■ Stored data:
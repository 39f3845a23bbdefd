use std::collections::BTreeSet;

use chrono::{DateTime, Utc};
use serde::{Deserialize, Serialize};

/// The six element kinds the catalog knows how to store and search.
#[derive(Debug, Clone, Copy, PartialEq, Eq, Hash, Serialize, Deserialize)]
#[serde(rename_all = "snake_case")]
pub enum ElementType {
    Persona,
    Skill,
    Template,
    Agent,
    Memory,
    Ensemble,
}

impl ElementType {
    pub fn as_str(&self) -> &'static str {
        match self {
            ElementType::Persona => "persona",
            ElementType::Skill => "skill",
            ElementType::Template => "template",
            ElementType::Agent => "agent",
            ElementType::Memory => "memory",
            ElementType::Ensemble => "ensemble",
        }
    }
}

/// Type-specific body. Every variant exposes the extra searchable text the
/// lexical index needs via [`ElementBody::searchable_text`], plus an
/// `extra` escape hatch so callers can carry fields this spec does not
/// enumerate without a schema migration.
#[derive(Debug, Clone, Serialize, Deserialize)]
#[serde(tag = "kind", rename_all = "snake_case")]
pub enum ElementBody {
    Persona {
        system_prompt: String,
        #[serde(default)]
        extra: serde_json::Value,
    },
    Skill {
        procedures: Vec<String>,
        #[serde(default)]
        extra: serde_json::Value,
    },
    Template {
        body: String,
        #[serde(default)]
        extra: serde_json::Value,
    },
    Agent {
        system_prompt: String,
        #[serde(default)]
        triggers: Vec<String>,
        #[serde(default)]
        extra: serde_json::Value,
    },
    Memory {
        content: String,
        #[serde(default)]
        extra: serde_json::Value,
    },
    Ensemble {
        member_ids: Vec<String>,
        #[serde(default)]
        extra: serde_json::Value,
    },
}

impl ElementBody {
    pub fn searchable_text(&self) -> String {
        match self {
            ElementBody::Persona { system_prompt, .. } => system_prompt.clone(),
            ElementBody::Skill { procedures, .. } => procedures.join(" "),
            ElementBody::Template { body, .. } => body.clone(),
            ElementBody::Agent {
                system_prompt,
                triggers,
                ..
            } => format!("{system_prompt} {}", triggers.join(" ")),
            ElementBody::Memory { content, .. } => content.clone(),
            ElementBody::Ensemble { member_ids, .. } => member_ids.join(" "),
        }
    }
}

/// A uniquely identified catalog record.
///
/// `id` is opaque and globally unique within a single store. `tags` is a
/// set, not a list, so filter AND-semantics doesn't need to dedupe on
/// every call.
#[derive(Debug, Clone, Serialize, Deserialize)]
pub struct Element {
    pub id: String,
    pub element_type: ElementType,
    pub name: String,
    pub description: String,
    pub version: String,
    pub author: String,
    #[serde(default)]
    pub tags: BTreeSet<String>,
    pub created_at: DateTime<Utc>,
    pub updated_at: DateTime<Utc>,
    #[serde(default = "default_true")]
    pub active: bool,
    pub body: ElementBody,
}

fn default_true() -> bool {
    true
}

impl Element {
    /// Concatenated searchable text (name, description, tags, body text) as
    /// used by both the store's inverted index and the lexical index's
    /// document projection.
    pub fn searchable_text(&self) -> String {
        format!(
            "{} {} {} {}",
            self.name,
            self.description,
            self.tags.iter().cloned().collect::<Vec<_>>().join(" "),
            self.body.searchable_text()
        )
    }

    pub fn new_id() -> String {
        uuid::Uuid::new_v4().to_string()
    }
}

#[cfg(test)]
mod tests {
    use super::*;

    #[test]
    fn searchable_text_combines_fields() {
        let elem = Element {
            id: "e1".into(),
            element_type: ElementType::Persona,
            name: "Helper".into(),
            description: "A helpful persona".into(),
            version: "1.0.0".into(),
            author: "alice".into(),
            tags: BTreeSet::from(["assistant".to_string()]),
            created_at: Utc::now(),
            updated_at: Utc::now(),
            active: true,
            body: ElementBody::Persona {
                system_prompt: "Be concise.".into(),
                extra: serde_json::Value::Null,
            },
        };
        let text = elem.searchable_text();
        assert!(text.contains("Helper"));
        assert!(text.contains("assistant"));
        assert!(text.contains("Be concise."));
    }
}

■ WHAT IS NEEDED:
Nothing should be returned except the lines from the one containing "use super::*;" through the last line of the data, each restated word for word.

■ TASK ANSWER:
    use super::*;

    #[test]
    fn searchable_text_combines_fields() {
        let elem = Element {
            id: "e1".into(),
            element_type: ElementType::Persona,
            name: "Helper".into(),
            description: "A helpful persona".into(),
            version: "1.0.0".into(),
            author: "alice".into(),
            tags: BTreeSet::from(["assistant".to_string()]),
            created_at: Utc::now(),
            updated_at: Utc::now(),
            active: true,
            body: ElementBody::Persona {
                system_prompt: "Be concise.".into(),
                extra: serde_json::Value::Null,
            },
        };
        let text = elem.searchable_text();
        assert!(text.contains("Helper"));
        assert!(text.contains("assistant"));
        assert!(text.contains("Be concise."));
    }
}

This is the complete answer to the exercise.